Robert Foster, 48, of Morgan Hill, did not contest a series of criminal fraud charges on January 14 and will be sentenced to three years in prison and two years of mandatory supervision. Foster will reimburse $1.13 million to Everest National Insurance and the Department of Employment Development.
“Exploitation takes a heavy toll on workers,” District Attorney Jeff Rosen said. “Our office does not condone the victimization of workers and will prosecute whoever is responsible.”
According to a press release from the district attorney, Foster owns Atlas Private Security (now Genesis Private Security) with his wife, Mikaila Foster, 46, who also pleaded no contest to various related fraud charges. She will be sentenced to one year in prison and five years probation.
The investigation found that the Fosters were illegally reducing their insurance premiums and taxes by reporting false and inaccurate payrolls, underreporting headcount, paying “off-the-books” employees, and underreporting employee injuries. employees.
Additionally, the Fosters failed to pay employees overtime and discouraged those employees from accurately reporting workplace injuries and wage theft violations.
The former officer owned the business without the knowledge of the San Jose Police Department, according to Rosen’s statement.
Robert Foster is due to be sentenced on February 25. Mikaila Foster is due to be sentenced on April 29.
The six-month investigation was conducted by the Santa Clara County District Attorney’s Office of Investigation, working closely with the California Department of Insurance, Department of Employment Development, Department of Justice and the Ministry of Labor.

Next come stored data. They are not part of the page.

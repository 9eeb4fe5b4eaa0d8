// Graph construction: random-sample graphs and reachable flood scans.
//
// `GraphBuilder` owns the cached sample offsets and remembers which
// parameters the current graph was built with, so it can answer
// `needs_rebuild()` cheaply every recompute. A build always produces a fresh
// `WaypointGraph` value; the caller swaps it in whole, so the search never
// sees a half-built graph.
//
// Two strategies (`GraphStrategy`):
//
// - **Random samples.** Candidate offsets from `SampleSet`, scaled by
//   `navigation_radius` around the anchor. Clear candidates become nodes.
//   Each node then tries its nearest neighbors (squared distance, at most
//   `graph_neighbor_limit`, within `max_connection_distance`) and keeps the
//   edges whose segment and interior checkpoints are clear.
// - **Reachable scan.** Breadth-first flood over a regular grid anchored at
//   the anchor, one node per reachable cell. A neighbor cell becomes a node
//   when its center is clear and the segment from the current cell is clear.
//   Already-discovered neighbors are linked as well, so the result is a
//   lattice rather than a tree. Stops adding nodes at `scan_max_cells`.
//
// All collision traffic goes through a `Probe`, whose cache the caller clears
// before the build.
//
// See also: `graph.rs` for the result type, `sampling.rs` for candidate
// offsets, `router.rs` for the rebuild triggers in context.
//
// **Critical constraint: determinism.** Candidate order, neighbor order and
// BFS order are all fixed, so the same scene and parameters always produce
// the same node ids.

use crate::collision::{CollisionQuery, Probe};
use crate::config::{GraphParams, GraphStrategy, ScanNeighborhood};
use crate::graph::WaypointGraph;
use crate::sampling::SampleSet;
use crate::types::{NodeId, Vec3};
use log::debug;
use rustc_hash::FxHashMap;
use serde::{Deserialize, Serialize};
use std::collections::VecDeque;

/// Summary of one graph build.
#[derive(Clone, Copy, Debug, PartialEq, Serialize, Deserialize)]
pub struct BuildReport {
    pub strategy: GraphStrategy,
    pub node_count: usize,
    pub edge_count: usize,
    /// The scan stopped at `scan_max_cells` with cells left to visit.
    pub capped: bool,
}

#[derive(Clone, Debug, Default)]
pub struct GraphBuilder {
    samples: Option<SampleSet>,
    built_with: Option<GraphParams>,
    dirty: bool,
}

impl GraphBuilder {
    pub fn new() -> Self {
        Self::default()
    }

    /// Force the next `needs_rebuild()` to return true.
    pub fn invalidate(&mut self) {
        self.dirty = true;
    }

    pub fn needs_rebuild(&self, graph: &WaypointGraph, anchor: Vec3, params: &GraphParams) -> bool {
        self.dirty
            || graph.is_empty()
            || self.built_with.as_ref() != Some(params)
            || anchor.distance(graph.anchor) > params.graph_recenter_distance
    }

    /// Build a new graph around `anchor`.
    pub fn build<Q: CollisionQuery + ?Sized>(
        &mut self,
        anchor: Vec3,
        params: &GraphParams,
        probe: &mut Probe<'_, Q>,
    ) -> (WaypointGraph, BuildReport) {
        let (graph, capped) = match params.strategy {
            GraphStrategy::RandomSamples => (self.build_random(anchor, params, probe), false),
            GraphStrategy::ReachableScan => build_scan(anchor, params, probe),
        };

        self.built_with = Some(params.clone());
        self.dirty = false;

        let report = BuildReport {
            strategy: params.strategy,
            node_count: graph.node_count(),
            edge_count: graph.edge_count(),
            capped,
        };
        debug!(
            "built {:?} graph at {}: {} nodes, {} edges{}",
            report.strategy,
            anchor,
            report.node_count,
            report.edge_count,
            if capped { " (capped)" } else { "" }
        );
        (graph, report)
    }

    fn build_random<Q: CollisionQuery + ?Sized>(
        &mut self,
        anchor: Vec3,
        params: &GraphParams,
        probe: &mut Probe<'_, Q>,
    ) -> WaypointGraph {
        let samples = self
            .samples
            .get_or_insert_with(|| SampleSet::generate(params.sample_point_count, params.sample_seed));
        samples.refresh(params.sample_point_count, params.sample_seed);

        let mut graph = WaypointGraph::new(anchor);
        for point in samples.world_points(anchor, params.navigation_radius) {
            if probe.point_clear(point) {
                graph.add_node(point);
            }
        }

        let limit = params.graph_neighbor_limit as usize;
        let max_d2 = params.max_connection_distance * params.max_connection_distance;
        let mut candidates: Vec<(f32, NodeId)> = Vec::new();

        for a in graph.node_ids() {
            let pa = graph.position(a);
            candidates.clear();
            candidates.extend(graph.node_ids().filter(|&b| b != a).filter_map(|b| {
                let d2 = pa.distance_squared(graph.position(b));
                (d2 <= max_d2).then_some((d2, b))
            }));
            candidates.sort_by(|x, y| x.0.total_cmp(&y.0).then(x.1.cmp(&y.1)));

            for &(_, b) in candidates.iter().take(limit) {
                if !graph.can_link(a, b, limit) {
                    continue;
                }
                if probe.edge_clear(pa, graph.position(b), params.edge_clearance_checks) {
                    graph.try_add_edge(a, b, limit);
                }
            }
        }
        graph
    }
}

/// Integer cell offsets of the scan stencil, in a fixed order.
fn stencil(neighborhood: ScanNeighborhood) -> Vec<[i32; 3]> {
    let max_nonzero = match neighborhood {
        ScanNeighborhood::Six => 1,
        ScanNeighborhood::Eighteen => 2,
        ScanNeighborhood::TwentySix => 3,
    };
    let mut out = Vec::with_capacity(26);
    for dy in -1..=1 {
        for dz in -1..=1 {
            for dx in -1..=1 {
                let nonzero = [dx, dy, dz].iter().filter(|&&d| d != 0).count();
                if nonzero > 0 && nonzero <= max_nonzero {
                    out.push([dx, dy, dz]);
                }
            }
        }
    }
    out
}

fn build_scan<Q: CollisionQuery + ?Sized>(
    anchor: Vec3,
    params: &GraphParams,
    probe: &mut Probe<'_, Q>,
) -> (WaypointGraph, bool) {
    let mut graph = WaypointGraph::new(anchor);
    if !probe.point_clear(anchor) {
        return (graph, false);
    }

    let size = params.scan_cell_size;
    let cap = params.scan_max_cells as usize;
    let limit = params.graph_neighbor_limit as usize;
    let offsets = stencil(params.scan_neighborhood);
    let center = |c: [i32; 3]| anchor + Vec3::new(c[0] as f32, c[1] as f32, c[2] as f32) * size;
    let in_extent = |p: Vec3| match params.scan_extent_limit {
        Some([ex, ey, ez]) => {
            let d = p - anchor;
            d.x.abs() <= ex && d.y.abs() <= ey && d.z.abs() <= ez
        }
        None => true,
    };

    let mut cells: FxHashMap<[i32; 3], NodeId> = FxHashMap::default();
    let mut queue = VecDeque::new();
    cells.insert([0, 0, 0], graph.add_node(anchor));
    queue.push_back([0, 0, 0]);
    let mut capped = false;

    while let Some(cell) = queue.pop_front() {
        let a = cells[&cell];
        let pa = center(cell);
        for off in &offsets {
            let next = [cell[0] + off[0], cell[1] + off[1], cell[2] + off[2]];
            let pn = center(next);
            if !in_extent(pn) {
                continue;
            }
            if let Some(&b) = cells.get(&next) {
                if graph.can_link(a, b, limit) && probe.segment_clear(pa, pn) {
                    graph.try_add_edge(a, b, limit);
                }
                continue;
            }
            if graph.degree(a) >= limit {
                continue;
            }
            if graph.node_count() >= cap {
                capped = true;
                continue;
            }
            if !probe.point_clear(pn) || !probe.segment_clear(pa, pn) {
                continue;
            }
            let b = graph.add_node(pn);
            graph.try_add_edge(a, b, limit);
            cells.insert(next, b);
            queue.push_back(next);
        }
    }

    (graph, capped)
}

#[cfg(test)]
mod tests {
    use super::*;
    use crate::collision::{ExclusionSet, QueryCache};
    use crate::scene::BoxScene;

    fn build(scene: &BoxScene, anchor: Vec3, params: &GraphParams) -> (WaypointGraph, BuildReport) {
        let exclusions = ExclusionSet::new();
        let mut cache = QueryCache::new();
        let mut probe = Probe::new(scene, &exclusions, &mut cache);
        GraphBuilder::new().build(anchor, params, &mut probe)
    }

    fn assert_symmetric_and_bounded(graph: &WaypointGraph, limit: usize) {
        for a in graph.node_ids() {
            assert!(graph.degree(a) <= limit, "node {a:?} exceeds degree limit");
            for b in graph.neighbors(a) {
                assert!(graph.has_edge(b, a), "edge {a:?}-{b:?} is one-sided");
            }
        }
    }

    fn walled_scene() -> BoxScene {
        let mut scene = BoxScene::new(0.2);
        scene.add_box(Vec3::new(2.0, -20.0, -20.0), Vec3::new(2.5, 20.0, 6.0));
        scene
    }

    #[test]
    fn random_build_is_deterministic() {
        let scene = walled_scene();
        let params = GraphParams::default();
        let (a, _) = build(&scene, Vec3::ZERO, &params);
        let (b, _) = build(&scene, Vec3::ZERO, &params);
        assert_eq!(a.positions(), b.positions());
        for id in a.node_ids() {
            let na: Vec<_> = a.neighbors(id).collect();
            let nb: Vec<_> = b.neighbors(id).collect();
            assert_eq!(na, nb);
        }
    }

    #[test]
    fn random_build_respects_symmetry_degree_and_walls() {
        let scene = walled_scene();
        let params = GraphParams {
            graph_neighbor_limit: 5,
            ..GraphParams::default()
        };
        let (graph, report) = build(&scene, Vec3::ZERO, &params);
        assert!(report.node_count > 0);
        assert!(!report.capped);
        assert_eq!(report.edge_count, graph.edge_count());
        assert_symmetric_and_bounded(&graph, 5);

        let none = ExclusionSet::new();
        for a in graph.node_ids() {
            assert!(scene.is_point_clear(graph.position(a), &none));
            for b in graph.neighbors(a) {
                let (pa, pb) = (graph.position(a), graph.position(b));
                assert!(pa.distance(pb) <= params.max_connection_distance + 1e-4);
                assert!(scene.first_blocking_hit(pa, pb, &none).is_none());
            }
        }
    }

    #[test]
    fn scan_stops_at_cell_cap() {
        let scene = BoxScene::new(0.1);
        let params = GraphParams {
            strategy: GraphStrategy::ReachableScan,
            scan_max_cells: 10,
            ..GraphParams::default()
        };
        let (graph, report) = build(&scene, Vec3::ZERO, &params);
        assert_eq!(graph.node_count(), 10);
        assert_eq!(report.node_count, 10);
        assert!(report.capped);
    }

    #[test]
    fn scan_fills_extent_as_a_lattice() {
        let scene = BoxScene::new(0.1);
        let params = GraphParams {
            strategy: GraphStrategy::ReachableScan,
            scan_cell_size: 1.0,
            scan_extent_limit: Some([1.0, 1.0, 1.0]),
            ..GraphParams::default()
        };
        let (graph, report) = build(&scene, Vec3::new(5.0, 5.0, 5.0), &params);
        // 3x3x3 cells, 6-connected: 3 axes * 9 lines * 2 edges.
        assert_eq!(report.node_count, 27);
        assert_eq!(report.edge_count, 54);
        assert!(!report.capped);
        assert_symmetric_and_bounded(&graph, 8);
    }

    #[test]
    fn wider_stencil_adds_diagonals() {
        let scene = BoxScene::new(0.1);
        let mut params = GraphParams {
            strategy: GraphStrategy::ReachableScan,
            scan_cell_size: 1.0,
            scan_extent_limit: Some([1.0, 1.0, 1.0]),
            graph_neighbor_limit: 26,
            ..GraphParams::default()
        };
        let (six, _) = build(&scene, Vec3::ZERO, &params);
        params.scan_neighborhood = ScanNeighborhood::TwentySix;
        let (full, _) = build(&scene, Vec3::ZERO, &params);
        assert_eq!(full.node_count(), 27);
        assert!(full.edge_count() > six.edge_count());
        // The center cell touches every other cell.
        assert_eq!(full.degree(NodeId(0)), 26);
    }

    #[test]
    fn scan_does_not_cross_walls() {
        let mut scene = BoxScene::new(0.1);
        scene.add_box(Vec3::new(1.4, -50.0, -50.0), Vec3::new(1.6, 50.0, 50.0));
        let params = GraphParams {
            strategy: GraphStrategy::ReachableScan,
            scan_cell_size: 1.0,
            scan_extent_limit: Some([4.0, 1.0, 1.0]),
            ..GraphParams::default()
        };
        let (graph, _) = build(&scene, Vec3::ZERO, &params);
        assert!(graph.node_count() > 0);
        assert!(graph.positions().iter().all(|p| p.x < 1.4));
    }

    #[test]
    fn blocked_anchor_yields_empty_scan() {
        let mut scene = BoxScene::new(0.1);
        scene.add_box(Vec3::new(-1.0, -1.0, -1.0), Vec3::new(1.0, 1.0, 1.0));
        let params = GraphParams {
            strategy: GraphStrategy::ReachableScan,
            ..GraphParams::default()
        };
        let (graph, report) = build(&scene, Vec3::ZERO, &params);
        assert!(graph.is_empty());
        assert_eq!(report.node_count, 0);
    }

    #[test]
    fn rebuild_triggers() {
        let scene = BoxScene::new(0.1);
        let exclusions = ExclusionSet::new();
        let mut cache = QueryCache::new();
        let mut probe = Probe::new(&scene, &exclusions, &mut cache);
        let mut builder = GraphBuilder::new();
        let params = GraphParams::default();

        let empty = WaypointGraph::new(Vec3::ZERO);
        assert!(builder.needs_rebuild(&empty, Vec3::ZERO, &params));

        let (graph, _) = builder.build(Vec3::ZERO, &params, &mut probe);
        assert!(!builder.needs_rebuild(&graph, Vec3::ZERO, &params));
        assert!(!builder.needs_rebuild(&graph, Vec3::new(3.9, 0.0, 0.0), &params));
        assert!(builder.needs_rebuild(&graph, Vec3::new(4.1, 0.0, 0.0), &params));

        let changed = GraphParams {
            sample_seed: 99,
            ..params.clone()
        };
        assert!(builder.needs_rebuild(&graph, Vec3::ZERO, &changed));

        builder.invalidate();
        assert!(builder.needs_rebuild(&graph, Vec3::ZERO, &params));
    }
}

The Fosters illegally reduced their insurance premiums and taxes by reporting false and inaccurate payrolls, underreporting the workforce, paying employees informally, and underreporting employee injuries. The Fosters failed to pay employees overtime and discouraged those employees from accurately reporting workplace injuries and wage theft violations.
In one case, an “official” security officer was seriously injured in an accident while driving an Atlas security vehicle, the press release said. Robert Foster responded to the guard’s $1 million medical bill by telling the insurance company that the guard was not an Atlas employee. Investigators found documents showing the guard was driving an Atlas vehicle and wearing an Atlas uniform at the time of the collision.
The investigation also revealed that the Fosters allegedly hid millions of dollars in payroll through a complex system of hiding contractors. The employees were paid by a different security company, which had no knowledge of the employees’ hours, wages or schedules. Instead, the other company simply transferred money from the Fosters’ business to the employees so the Fosters could avoid paying their fair share of taxes, workers’ compensation insurance, and wages. overtime.
Bay City News contributed to this report.